/---

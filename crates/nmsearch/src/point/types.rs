//! Evaluated points and the ranking key derived from them.
//!
//! - `EvalPoint`: coordinates, raw blackbox outputs, aggregated `f`/`h`, tag, status.
//! - `Score`: the copyable `(f, h, tag, defined)` key used by every ordering.
//! - `OutputType`: how a raw blackbox output contributes to `f` and `h`.

use nalgebra::DVector;
use serde::{Deserialize, Serialize};

/// Outcome of a blackbox call.
#[derive(Clone, Copy, Debug, PartialEq, Eq, Serialize, Deserialize)]
pub enum EvalStatus {
    Ok,
    Failed,
}

/// Role of one blackbox output.
///
/// Progressive-barrier constraints `c <= 0` add `max(c, 0)^2` to `h`; an
/// extreme-barrier constraint makes `h = +inf` as soon as it is violated.
#[derive(Clone, Copy, Debug, PartialEq, Eq, Serialize, Deserialize)]
#[serde(rename_all = "snake_case")]
pub enum OutputType {
    Objective,
    ProgressiveBarrier,
    ExtremeBarrier,
    Ignored,
}

/// Aggregate raw outputs into `(f, h)`.
///
/// Returns `None` when the outputs do not match `types`, when there is no
/// objective, or when a relevant output is NaN.
pub fn aggregate(outputs: &[f64], types: &[OutputType]) -> Option<(f64, f64)> {
    if outputs.len() != types.len() {
        return None;
    }
    let mut f = None;
    let mut h = 0.0;
    for (&v, &t) in outputs.iter().zip(types) {
        match t {
            OutputType::Ignored => continue,
            _ if v.is_nan() => return None,
            OutputType::Objective => f = Some(v),
            OutputType::ProgressiveBarrier => {
                if v > 0.0 {
                    h += v * v;
                }
            }
            OutputType::ExtremeBarrier => {
                if v > 0.0 {
                    h = f64::INFINITY;
                }
            }
        }
    }
    f.map(|f| (f, h))
}

/// A point together with its evaluation.
///
/// Invariants:
/// - `h >= 0` for defined points (`h == 0` is feasible at `h_min = 0`).
/// - `tag` is assigned by the owning cache and strictly increases with creation.
#[derive(Clone, Debug)]
pub struct EvalPoint {
    pub x: DVector<f64>,
    pub outputs: Vec<f64>,
    pub f: f64,
    pub h: f64,
    pub tag: u64,
    pub status: EvalStatus,
}

impl EvalPoint {
    /// Successful evaluation with already aggregated `f` and `h`.
    pub fn evaluated(x: DVector<f64>, f: f64, h: f64) -> Self {
        Self {
            x,
            outputs: vec![f, h],
            f,
            h,
            tag: 0,
            status: EvalStatus::Ok,
        }
    }

    /// Successful blackbox call; aggregation failures mark the point undefined.
    pub fn from_outputs(x: DVector<f64>, outputs: Vec<f64>, types: &[OutputType]) -> Self {
        let (f, h) = aggregate(&outputs, types).unwrap_or((f64::NAN, f64::NAN));
        Self {
            x,
            outputs,
            f,
            h,
            tag: 0,
            status: EvalStatus::Ok,
        }
    }

    /// Failed blackbox call.
    pub fn failed(x: DVector<f64>) -> Self {
        Self {
            x,
            outputs: Vec::new(),
            f: f64::NAN,
            h: f64::NAN,
            tag: 0,
            status: EvalStatus::Failed,
        }
    }

    #[inline]
    pub fn dim(&self) -> usize {
        self.x.len()
    }

    #[inline]
    pub fn is_defined(&self) -> bool {
        self.status == EvalStatus::Ok && !self.f.is_nan() && !self.h.is_nan()
    }

    #[inline]
    pub fn score(&self) -> Score {
        Score {
            f: self.f,
            h: self.h,
            tag: self.tag,
            defined: self.is_defined(),
        }
    }
}

/// Ranking key of an evaluated point.
#[derive(Clone, Copy, Debug, PartialEq)]
pub struct Score {
    pub f: f64,
    pub h: f64,
    pub tag: u64,
    pub defined: bool,
}

impl Score {
    #[inline]
    pub fn new(f: f64, h: f64, tag: u64) -> Self {
        Self {
            f,
            h,
            tag,
            defined: !f.is_nan() && !h.is_nan(),
        }
    }

    /// Constraint violation with undefined points mapped to `+inf`.
    #[inline]
    pub fn h_eff(&self) -> f64 {
        if self.defined {
            self.h
        } else {
            f64::INFINITY
        }
    }

    #[inline]
    pub fn is_feasible(&self, h_min: f64) -> bool {
        self.defined && self.h <= h_min
    }
}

\---

» **ACTIVITY**
Would you filter the entries above and keep each line that has the word "points"?

» **ANSWER TO THIS EXERCISE**
//! Evaluated points and the ranking key derived from them.
/// - `h >= 0` for defined points (`h == 0` is feasible at `h_min = 0`).
    /// Constraint violation with undefined points mapped to `+inf`.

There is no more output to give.